### PROBLEM DETAILS
For the data below, work out how many lines include the string "type" and report only the number.

[Items from a dataset]
★ ★ ★ ★

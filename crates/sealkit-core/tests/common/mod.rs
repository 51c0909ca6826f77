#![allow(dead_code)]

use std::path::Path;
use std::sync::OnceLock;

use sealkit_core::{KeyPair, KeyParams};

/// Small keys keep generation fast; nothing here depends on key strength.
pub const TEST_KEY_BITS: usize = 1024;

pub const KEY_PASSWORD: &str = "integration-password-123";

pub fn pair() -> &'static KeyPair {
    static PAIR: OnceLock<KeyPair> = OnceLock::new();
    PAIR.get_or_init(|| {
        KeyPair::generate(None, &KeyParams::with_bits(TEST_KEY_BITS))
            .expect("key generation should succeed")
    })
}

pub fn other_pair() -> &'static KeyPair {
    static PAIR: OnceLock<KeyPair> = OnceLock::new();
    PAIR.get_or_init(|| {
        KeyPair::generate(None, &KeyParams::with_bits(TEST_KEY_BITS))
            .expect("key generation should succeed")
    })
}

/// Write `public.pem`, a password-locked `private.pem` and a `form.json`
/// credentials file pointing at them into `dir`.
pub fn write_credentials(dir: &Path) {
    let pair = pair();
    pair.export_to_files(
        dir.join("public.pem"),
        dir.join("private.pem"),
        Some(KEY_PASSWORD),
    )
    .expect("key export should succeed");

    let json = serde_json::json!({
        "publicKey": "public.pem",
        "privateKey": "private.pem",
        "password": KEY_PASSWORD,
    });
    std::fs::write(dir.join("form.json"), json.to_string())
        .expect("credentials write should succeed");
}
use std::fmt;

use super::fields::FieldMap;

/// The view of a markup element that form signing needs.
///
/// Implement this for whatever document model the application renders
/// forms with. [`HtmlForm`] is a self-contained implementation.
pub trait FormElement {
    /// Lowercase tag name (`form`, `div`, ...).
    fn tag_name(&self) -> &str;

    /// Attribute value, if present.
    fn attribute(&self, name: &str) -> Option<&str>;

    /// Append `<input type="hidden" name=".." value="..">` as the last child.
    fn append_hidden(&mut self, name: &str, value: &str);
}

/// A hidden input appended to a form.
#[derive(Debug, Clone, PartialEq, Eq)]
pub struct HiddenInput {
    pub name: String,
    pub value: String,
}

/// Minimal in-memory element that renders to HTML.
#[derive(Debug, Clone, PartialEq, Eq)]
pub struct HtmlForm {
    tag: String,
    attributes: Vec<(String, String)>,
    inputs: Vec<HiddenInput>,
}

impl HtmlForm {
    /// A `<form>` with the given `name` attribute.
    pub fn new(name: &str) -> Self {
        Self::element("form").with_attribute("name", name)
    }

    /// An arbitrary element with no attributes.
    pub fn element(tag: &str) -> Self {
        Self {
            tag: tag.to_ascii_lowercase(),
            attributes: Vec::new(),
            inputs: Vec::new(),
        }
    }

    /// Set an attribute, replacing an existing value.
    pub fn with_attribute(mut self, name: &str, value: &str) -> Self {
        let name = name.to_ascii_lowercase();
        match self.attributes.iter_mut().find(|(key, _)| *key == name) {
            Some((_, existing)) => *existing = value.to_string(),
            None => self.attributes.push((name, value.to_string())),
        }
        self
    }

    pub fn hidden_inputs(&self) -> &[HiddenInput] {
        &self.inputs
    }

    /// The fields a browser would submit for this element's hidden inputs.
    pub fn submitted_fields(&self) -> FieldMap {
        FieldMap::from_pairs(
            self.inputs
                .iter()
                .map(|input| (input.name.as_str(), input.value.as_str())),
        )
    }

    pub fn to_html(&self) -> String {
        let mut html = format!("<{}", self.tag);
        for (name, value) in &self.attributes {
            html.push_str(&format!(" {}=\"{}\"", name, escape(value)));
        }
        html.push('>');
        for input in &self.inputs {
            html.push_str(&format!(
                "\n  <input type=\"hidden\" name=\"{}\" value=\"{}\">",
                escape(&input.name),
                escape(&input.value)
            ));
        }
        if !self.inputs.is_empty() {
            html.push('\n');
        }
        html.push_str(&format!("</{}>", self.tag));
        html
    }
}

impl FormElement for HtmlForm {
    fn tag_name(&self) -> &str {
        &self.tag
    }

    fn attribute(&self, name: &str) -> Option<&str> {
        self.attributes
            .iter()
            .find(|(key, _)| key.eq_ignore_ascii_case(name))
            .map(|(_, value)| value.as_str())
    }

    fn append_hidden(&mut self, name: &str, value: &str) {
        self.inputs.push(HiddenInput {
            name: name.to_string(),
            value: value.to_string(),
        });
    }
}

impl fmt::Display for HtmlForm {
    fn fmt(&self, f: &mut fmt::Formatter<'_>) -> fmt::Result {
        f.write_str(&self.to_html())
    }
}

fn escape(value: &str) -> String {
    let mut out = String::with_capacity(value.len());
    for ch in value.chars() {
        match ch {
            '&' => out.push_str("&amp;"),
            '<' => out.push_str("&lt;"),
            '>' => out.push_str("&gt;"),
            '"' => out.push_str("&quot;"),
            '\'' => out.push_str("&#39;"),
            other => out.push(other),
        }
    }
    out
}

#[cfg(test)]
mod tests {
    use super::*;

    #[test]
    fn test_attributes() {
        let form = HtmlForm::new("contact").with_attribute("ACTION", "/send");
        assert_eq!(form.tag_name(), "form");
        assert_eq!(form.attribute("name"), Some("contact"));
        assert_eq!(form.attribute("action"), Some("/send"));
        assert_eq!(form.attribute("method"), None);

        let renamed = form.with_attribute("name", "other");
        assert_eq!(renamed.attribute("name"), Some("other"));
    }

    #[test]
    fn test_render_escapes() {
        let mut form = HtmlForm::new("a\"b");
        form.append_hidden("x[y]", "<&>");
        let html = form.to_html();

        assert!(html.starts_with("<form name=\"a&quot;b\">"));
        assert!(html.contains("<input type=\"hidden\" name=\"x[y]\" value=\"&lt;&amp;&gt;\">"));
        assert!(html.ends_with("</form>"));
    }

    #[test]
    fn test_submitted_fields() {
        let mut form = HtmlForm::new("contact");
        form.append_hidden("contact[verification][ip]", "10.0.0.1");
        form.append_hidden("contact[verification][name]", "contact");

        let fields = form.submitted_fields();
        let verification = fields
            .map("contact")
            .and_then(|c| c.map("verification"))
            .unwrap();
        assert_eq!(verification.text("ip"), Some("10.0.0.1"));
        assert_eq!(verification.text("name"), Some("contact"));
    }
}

★ ★ ★ ★

### ANSWER SPACE
3